Recently I went to the Olympiad, and there was a task:

Three positive positive integers arrive at the input, l r a It is necessary to find how many pairs of numbers from l to r (inclusive) can be composed, but the sum of these 2 numbers must be a multiple of the number а .

For example: 3 numbers 1 5 2 go to the input. Output 4 is possible. As you can make 4 pairs [1, 3] (1 + 3 = 4. 4 divided by 2 without remainder) [1,5] [2,4] [3,5].

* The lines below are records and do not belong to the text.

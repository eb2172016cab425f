//! Module that transforms the action code of rules into action functions.
//!
//! Action code may use the control verbs of lex:
//! * `ECHO;` writes the matched text to the output,
//! * `REJECT;` hands the match over to the next best rule,
//! * `BEGIN(condition);` switches the start condition,
//! * `return value;` makes the scanner return `value`.
//!
//! The scanner is available as `yy`.
use proc_macro2::TokenStream;
use quote::quote;
use syn::{
    parse_quote,
    visit_mut::{self, VisitMut},
    Block, Expr, ExprCall, ExprReturn, Item, Stmt,
};

/// Transforms action code into an expression that evaluates to an action function of type
/// `fn(&mut Scanner) -> ActionOutcome`.
///
/// The expression refers to `Scanner` and `ActionOutcome`, which must be in scope where it is
/// placed.
pub fn transform_action(code: &str) -> syn::Result<TokenStream> {
    let block = rewrite_block(code)?;
    Ok(quote! {
        {
            #[allow(
                unreachable_code,
                unused_variables,
                unused_mut,
                clippy::let_unit_value,
                clippy::needless_return
            )]
            fn action(yy: &mut Scanner) -> ActionOutcome {
                let _ = #block;
                ActionOutcome::Fallthrough
            }
            action
        }
    })
}

/// Parses the code as block and rewrites the control verbs in it.
pub(crate) fn rewrite_block(code: &str) -> syn::Result<Block> {
    let mut block: Block = syn::parse_str(&format!("{{\n{code}\n}}"))?;
    let mut rewriter = VerbRewriter::default();
    rewriter.visit_block_mut(&mut block);
    match rewriter.error {
        Some(error) => Err(error),
        None => Ok(block),
    }
}

#[derive(Debug, Clone, Copy, PartialEq, Eq)]
enum Verb {
    Echo,
    Reject,
}

/// Rewrites the control verbs.
///
/// Closures have their own `return`, so returns inside them are left alone. `REJECT` inside a
/// closure can't leave the action and is reported as error.
#[derive(Debug, Default)]
struct VerbRewriter {
    closure_depth: usize,
    error: Option<syn::Error>,
}

impl VerbRewriter {
    #[inline]
    fn in_closure(&self) -> bool {
        self.closure_depth > 0
    }
}

impl VisitMut for VerbRewriter {
    fn visit_stmt_mut(&mut self, stmt: &mut Stmt) {
        if let Stmt::Expr(expr, _) = stmt {
            match bare_verb(expr) {
                Some(Verb::Echo) => {
                    *expr = parse_quote!(yy.echo());
                    return;
                }
                Some(Verb::Reject) => {
                    if self.in_closure() {
                        if self.error.is_none() {
                            self.error = Some(syn::Error::new_spanned(
                                &*expr,
                                "REJECT can't be used inside a closure or async block",
                            ));
                        }
                    } else {
                        *expr = parse_quote!(return ActionOutcome::Reject);
                    }
                    return;
                }
                None => {}
            }
        }
        visit_mut::visit_stmt_mut(self, stmt);
    }

    fn visit_expr_mut(&mut self, expr: &mut Expr) {
        if matches!(expr, Expr::Closure(_) | Expr::Async(_)) {
            self.closure_depth += 1;
            visit_mut::visit_expr_mut(self, expr);
            self.closure_depth -= 1;
            return;
        }

        visit_mut::visit_expr_mut(self, expr);

        let replacement = match expr {
            Expr::Call(call) => {
                begin_argument(call).map(|condition| parse_quote!(yy.begin(#condition)))
            }
            Expr::Return(ret) if !self.in_closure() => rewrite_return(ret),
            _ => None,
        };
        if let Some(replacement) = replacement {
            *expr = replacement;
        }
    }

    // Nested items are not part of the action.
    fn visit_item_mut(&mut self, _item: &mut Item) {}
}

fn bare_verb(expr: &Expr) -> Option<Verb> {
    let Expr::Path(path) = expr else {
        return None;
    };
    if path.qself.is_some() || !path.attrs.is_empty() {
        return None;
    }
    let ident = path.path.get_ident()?;
    if ident == "ECHO" {
        Some(Verb::Echo)
    } else if ident == "REJECT" {
        Some(Verb::Reject)
    } else {
        None
    }
}

fn begin_argument(call: &ExprCall) -> Option<&Expr> {
    let Expr::Path(func) = call.func.as_ref() else {
        return None;
    };
    if func.qself.is_none() && func.path.is_ident("BEGIN") && call.args.len() == 1 {
        call.args.first()
    } else {
        None
    }
}

fn rewrite_return(ret: &ExprReturn) -> Option<Expr> {
    match &ret.expr {
        None => Some(parse_quote!(return ActionOutcome::Fallthrough)),
        Some(value) if is_tagged_outcome(value) => None,
        Some(value) => Some(parse_quote!(return ActionOutcome::Return(#value))),
    }
}

/// Checks for `ActionOutcome::Variant` and `ActionOutcome::Variant(..)`, with any path prefix.
fn is_tagged_outcome(expr: &Expr) -> bool {
    let path = match expr {
        Expr::Path(path) => &path.path,
        Expr::Call(call) => match call.func.as_ref() {
            Expr::Path(path) => &path.path,
            _ => return false,
        },
        _ => return false,
    };
    let segments = path.segments.iter().collect::<Vec<_>>();
    segments.len() >= 2 && segments[segments.len() - 2].ident == "ActionOutcome"
}

#[cfg(test)]
mod tests {
    use super::*;
    use quote::ToTokens;

    fn init() {
        let _ = env_logger::builder().is_test(true).try_init();
    }

    fn rewritten(code: &str) -> String {
        rewrite_block(code).unwrap().into_token_stream().to_string()
    }

    #[rstest]
    #[case::echo("ECHO;", quote! { { yy.echo(); } })]
    #[case::echo_tail("ECHO", quote! { { yy.echo() } })]
    #[case::reject("REJECT;", quote! { { return ActionOutcome::Reject; } })]
    #[case::begin("BEGIN(STR);", quote! { { yy.begin(STR); } })]
    #[case::begin_expression("BEGIN(if a { X } else { Y });", quote! { { yy.begin(if a { X } else { Y }); } })]
    #[case::return_value("return 1;", quote! { { return ActionOutcome::Return(1); } })]
    #[case::bare_return("return;", quote! { { return ActionOutcome::Fallthrough; } })]
    #[case::tagged_return(
        "return ActionOutcome::Reject;",
        quote! { { return ActionOutcome::Reject; } }
    )]
    #[case::tagged_return_with_value(
        "return yy_runtime::ActionOutcome::Return(3);",
        quote! { { return yy_runtime::ActionOutcome::Return(3); } }
    )]
    #[case::nested(
        "if yy.yyleng() > 2 { ECHO; } else { REJECT }",
        quote! { { if yy.yyleng() > 2 { yy.echo(); } else { return ActionOutcome::Reject } } }
    )]
    #[case::loop_with_begin(
        "for _ in 0..2 { BEGIN(A); } return 7;",
        quote! { { for _ in 0..2 { yy.begin(A); } return ActionOutcome::Return(7); } }
    )]
    #[case::closure(
        "let f = |x: i32| { return x + 1; }; return f(1);",
        quote! { { let f = |x: i32| { return x + 1; }; return ActionOutcome::Return(f(1)); } }
    )]
    #[case::echo_in_closure(
        "let mut f = |yy: &mut Scanner| { ECHO; }; f(yy);",
        quote! { { let mut f = |yy: &mut Scanner| { yy.echo(); }; f(yy); } }
    )]
    #[case::nested_item(
        "fn helper() -> i32 { return 3; } return helper();",
        quote! { { fn helper() -> i32 { return 3; } return ActionOutcome::Return(helper()); } }
    )]
    #[case::verb_as_value("let x = ECHO;", quote! { { let x = ECHO; } })]
    fn test_rewrite_verbs(#[case] code: &str, #[case] expected: TokenStream) {
        init();
        assert_eq!(rewritten(code), expected.to_string(), "code: {code}");
    }

    #[test]
    fn test_transform_action() {
        init();
        let tokens = transform_action("return 42;").unwrap();
        let expr: Expr = syn::parse2(tokens).unwrap();
        let Expr::Block(block) = expr else {
            panic!("expected a block expression");
        };
        assert_eq!(block.block.stmts.len(), 2);
        let Stmt::Item(Item::Fn(function)) = &block.block.stmts[0] else {
            panic!("expected the action function");
        };
        assert_eq!(function.sig.ident, "action");
        assert_eq!(
            function.sig.output.to_token_stream().to_string(),
            quote!(-> ActionOutcome).to_string()
        );
        let body = function.block.to_token_stream().to_string();
        assert!(body.contains(&quote!(return ActionOutcome::Return(42);).to_string()));
        let Some(Stmt::Expr(last, None)) = function.block.stmts.last() else {
            panic!("expected a tail expression");
        };
        assert_eq!(
            last.to_token_stream().to_string(),
            quote!(ActionOutcome::Fallthrough).to_string()
        );
    }

    #[test]
    fn test_empty_action() {
        init();
        assert!(transform_action("").is_ok());
        assert!(transform_action("  // nothing to do\n").is_ok());
    }

    #[rstest]
    #[case::unbalanced("return (;")]
    #[case::unclosed_block("if x {")]
    #[case::stray_brace("}")]
    #[case::reject_in_closure("let f = || { REJECT; }; ECHO;")]
    #[case::reject_in_async_block("let f = async { if x { REJECT; } };")]
    fn test_syntax_errors(#[case] code: &str) {
        init();
        assert!(transform_action(code).is_err());
    }

    #[test]
    fn test_reject_in_closure_message() {
        init();
        let error = rewrite_block("ECHO; let f = |x: i32| { REJECT; x };").unwrap_err();
        assert!(error.to_string().contains("REJECT"), "{error}");
    }
}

If this problem is solved by enumeration, then for large numbers the program exceeds the time limit. I saw someone solve this problem mathematically, but I was ashamed to find out the details.

  • one
    And why the result is no pairs [1,1], [2,2], [3,3], [4,4] and [5,5]? - German Borisov

2 answers 2

Find the remainder of the division

 lm = l % a rm = r % a

And private, rounded up for lower bound and down for upper

 lq = (l + a - 1) // a rq = r // a

If rq > lq , then the interval a*lq..a*rq-1 contains all possible residues 0..a-1 in the number of rq-lq once each, and there are still residues in the ranges lm..a-1 and 0..rm

Knowing the number of different residues, you can find the number of their pairwise amounts, giving 0 или a

For the given example, the remainder 0 occurs 2 times, the remainder 1-3 times. The number of pairs for the residues q and aq will be N(q)*N(aq) or N(q)*(N(q)-1)/2 in the case q=aq or q=0 , i.e. here 2*1/2 + 3*2/2 = 4

For the interval 2..11 and a = 3 the answer will be 3*2/2+3*4=15 2/2 3*2/2+3*4=15 , a for a = 4 2*1/2+3*2/2+3*2=10 2/2 2*1/2+3*2/2+3*2=10

    Based on the fact that in the answer in pairs one number is always less than another I can offer this option.

    1. Looping through the loop all values ​​of i from l to rl .

    2. At each step:

      2.1. find a minimum j such that i < j <= r and i+j multiple of a .

      2.2. Enumerate all numbers j , j+a , j+2a ... j+na until j+na <= r . The pair [ i , j+na ] is the desired pair.

    If only quantity is needed, then j and n can be calculated mathematically.